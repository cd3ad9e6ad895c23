use indexmap::IndexMap;
use std::collections::HashSet;

// Types listed here are either shared across multiple files and/or exposed via the library.

/// Identifier that keys a set of integers in the similarity input, represented
/// as an owned `String`.
pub type RecordId = String;

/// The set of integer values belonging to a single record. Duplicate values in
/// the input collapse here.
pub type IntegerSet = HashSet<i64>;

/// Mapping from record identifier to its integer set. An `IndexMap` keeps
/// insertion order, so pairwise output is reproducible across runs. Inserting
/// an existing identifier replaces its set but keeps its original position.
pub type RecordSetMap = IndexMap<RecordId, IntegerSet>;

/// A Jaccard similarity score in the range `[0.0, 1.0]`.
pub type SimilarityScore = f64;

/// One ordered pairwise result: `(id_a, id_b, score)` with `id_a != id_b`.
pub type PairwiseSimilarity = (RecordId, RecordId, SimilarityScore);

/// Secondary key that contiguous input runs are grouped by.
pub type GroupKey = String;

/// One completed group: the run's key and the primary keys collected for it,
/// in encounter order.
pub type KeyGroup = (GroupKey, Vec<RecordId>);
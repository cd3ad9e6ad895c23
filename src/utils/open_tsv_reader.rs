use crate::models::Error;
use csv::{ReaderBuilder, Trim};
use std::fs::File;

/// Open a raw tab-separated file for record streaming.
///
/// Headerless, quoting disabled, surrounding whitespace trimmed from every
/// field, and variable field counts allowed (callers validate the fields they
/// need). Fully blank lines are skipped by the reader.
pub fn open_tsv_reader(file_path: &str) -> Result<csv::Reader<File>, Error> {
    let file = File::open(file_path)?;

    Ok(ReaderBuilder::new()
        .delimiter(b'\t')
        .has_headers(false)
        .flexible(true)
        .quoting(false)
        .trim(Trim::All)
        .from_reader(file))
}
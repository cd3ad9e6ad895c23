use crate::models::Error;
use crate::types::{IntegerSet, RecordSetMap};
use crate::utils::open_tsv_reader;
use log::debug;

/// Load `identifier<TAB>int,int,...` lines into a `RecordSetMap`.
///
/// The whole mapping is materialized before any pairwise computation can
/// begin, since pairing needs the complete key set. A repeated identifier
/// replaces the earlier set but keeps its original position in the map.
pub fn read_record_sets_from_path(file_path: &str) -> Result<RecordSetMap, Error> {
    let mut reader = open_tsv_reader(file_path)?;
    let mut record_sets = RecordSetMap::new();

    for record in reader.records() {
        let record =
            record.map_err(|e| Error::ParserError(format!("Failed to read record: {}", e)))?;
        let line = record.position().map_or(0, |p| p.line());

        let identifier = record
            .get(0)
            .ok_or_else(|| Error::ParserError(format!("Line {}: missing identifier field", line)))?;

        let values_field = record.get(1).ok_or_else(|| {
            Error::ParserError(format!(
                "Line {}: expected at least 2 tab-separated fields",
                line
            ))
        })?;

        let values = values_field
            .split(',')
            .map(|token| {
                token.trim().parse::<i64>().map_err(|_| {
                    Error::ParserError(format!(
                        "Line {}: invalid integer token {:?}",
                        line, token
                    ))
                })
            })
            .collect::<Result<IntegerSet, Error>>()?;

        record_sets.insert(identifier.to_string(), values);
    }

    debug!(
        "loaded {} record set(s) from {}",
        record_sets.len(),
        file_path
    );

    Ok(record_sets)
}
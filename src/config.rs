use crate::models::RunGrouperConfig;

/// Compatibility grouping behavior: run-boundary records are dropped and the
/// trailing run is never flushed. This matches the historical output format
/// consumed downstream; see `LOSSLESS_RUN_GROUPER_CONFIG` for the variant
/// that keeps every record.
pub const DEFAULT_RUN_GROUPER_CONFIG: &RunGrouperConfig = &RunGrouperConfig {
    capture_run_boundaries: false,
    flush_trailing_run: false,
};

/// Grouping behavior in which every record lands in its own run's group and
/// the trailing run is flushed at end of input.
pub const LOSSLESS_RUN_GROUPER_CONFIG: &RunGrouperConfig = &RunGrouperConfig {
    capture_run_boundaries: true,
    flush_trailing_run: true,
};
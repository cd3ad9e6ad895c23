use log::error;
use setsim::compute_pairwise_similarities;
use std::env;
use std::process;

fn main() {
    // Initialize the logger
    env_logger::init();

    let input_path = match env::args().nth(1) {
        Some(path) => path,
        None => {
            error!("Usage: pairwise-sim <input-path>");
            process::exit(1);
        }
    };

    match compute_pairwise_similarities(&input_path) {
        Ok(results) => {
            for (id_a, id_b, score) in results {
                println!("{} {} {}", id_a, id_b, score);
            }
        }
        Err(e) => {
            error!("Error computing pairwise similarities: {}", e);
            process::exit(1);
        }
    }
}
pub mod jaccard_similarity;
pub mod open_tsv_reader;
pub mod read_record_sets;

pub use jaccard_similarity::jaccard_similarity;
pub use open_tsv_reader::open_tsv_reader;
pub use read_record_sets::read_record_sets_from_path;
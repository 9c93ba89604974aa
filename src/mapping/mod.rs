//! Mapping module - turns RetroArch bindings into remote button presses

pub mod bindings;
pub mod button_map;
pub mod config;
pub mod executor;
pub mod keymap;

pub use bindings::{load_bindings, parse_bindings, Role, RoleBinding};
pub use button_map::{BuildError, ButtonMap, RemoteButton};
pub use config::{ConfigError, Settings};
pub use executor::{TranslateError, Translator};
pub use keymap::{KeyCode, KeyMap, UnsupportedKey};
//! Linux uinput keyboard backend.
//!
//! Registers a virtual keyboard through `/dev/uinput` (via the `evdev`
//! crate) advertising exactly the keycodes the button map can produce.
//! EmulationStation sees it as an ordinary keyboard.
//!
//! # Permissions
//! The process needs write access to `/dev/uinput`. On RetroPie this is
//! usually granted through a `uinput` group and a udev rule; setting that
//! up is outside the bridge.
//!
//! # Events
//! Each `emit` batch is terminated with `SYN_REPORT` by evdev, so a key
//! press produces two batches: value 1 (down) then value 0 (up).

use crate::backend::{BackendError, KeyboardBackend};
use crate::mapping::keymap::KeyCode;
use evdev::{
    uinput::{VirtualDevice, VirtualDeviceBuilder},
    AttributeSet, EventType, InputEvent, Key,
};
use log::{debug, info};
use std::collections::BTreeSet;
use std::path::PathBuf;

const KEY_UP: i32 = 0;
const KEY_DOWN: i32 = 1;

/// Backend that writes key events to a uinput virtual keyboard.
pub struct UinputKeyboardBackend {
    device: VirtualDevice,
    registered: BTreeSet<KeyCode>,
}

impl UinputKeyboardBackend {
    /// Create the virtual keyboard.
    ///
    /// # Arguments
    /// * `name` - Device name (shown in `evtest`)
    /// * `keys` - Every keycode the device will ever emit
    pub fn new(name: &str, keys: &[KeyCode]) -> Result<Self, BackendError> {
        let mut attrs = AttributeSet::<Key>::new();
        for key in keys {
            attrs.insert(Key::new(key.code()));
        }

        let device = VirtualDeviceBuilder::new()
            .map_err(BackendError::CreateDevice)?
            .name(name)
            .with_keys(&attrs)
            .map_err(BackendError::CreateDevice)?
            .build()
            .map_err(BackendError::CreateDevice)?;

        info!("✓ Virtual keyboard '{}' registered with {} keys", name, keys.len());

        let mut backend = Self {
            device,
            registered: keys.iter().copied().collect(),
        };
        if let Some(path) = backend.device_path() {
            info!("  Device path: {}", path.display());
        }
        Ok(backend)
    }

    /// Get the device path (e.g., /dev/input/eventX)
    pub fn device_path(&mut self) -> Option<PathBuf> {
        self.device
            .enumerate_dev_nodes_blocking()
            .ok()?
            .next()?
            .ok()
    }

    fn send(&mut self, key: KeyCode, value: i32) -> Result<(), BackendError> {
        if !self.registered.contains(&key) {
            return Err(BackendError::UnregisteredKey(key));
        }

        let event = InputEvent::new(EventType::KEY, key.code(), value);
        self.device
            .emit(&[event])
            .map_err(BackendError::EmitEvent)?;

        debug!("uinput {} value={}", key, value);
        Ok(())
    }
}

impl KeyboardBackend for UinputKeyboardBackend {
    fn key_down(&mut self, key: KeyCode) -> Result<(), BackendError> {
        self.send(key, KEY_DOWN)
    }

    fn key_up(&mut self, key: KeyCode) -> Result<(), BackendError> {
        self.send(key, KEY_UP)
    }
}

▸ WHAT THE TASK REQUIRES: Copy whichever lines in the listing above hold "EventType".

▸ FINISHED EXERCISE:
    AttributeSet, EventType, InputEvent, Key,
        let event = InputEvent::new(EventType::KEY, key.code(), value);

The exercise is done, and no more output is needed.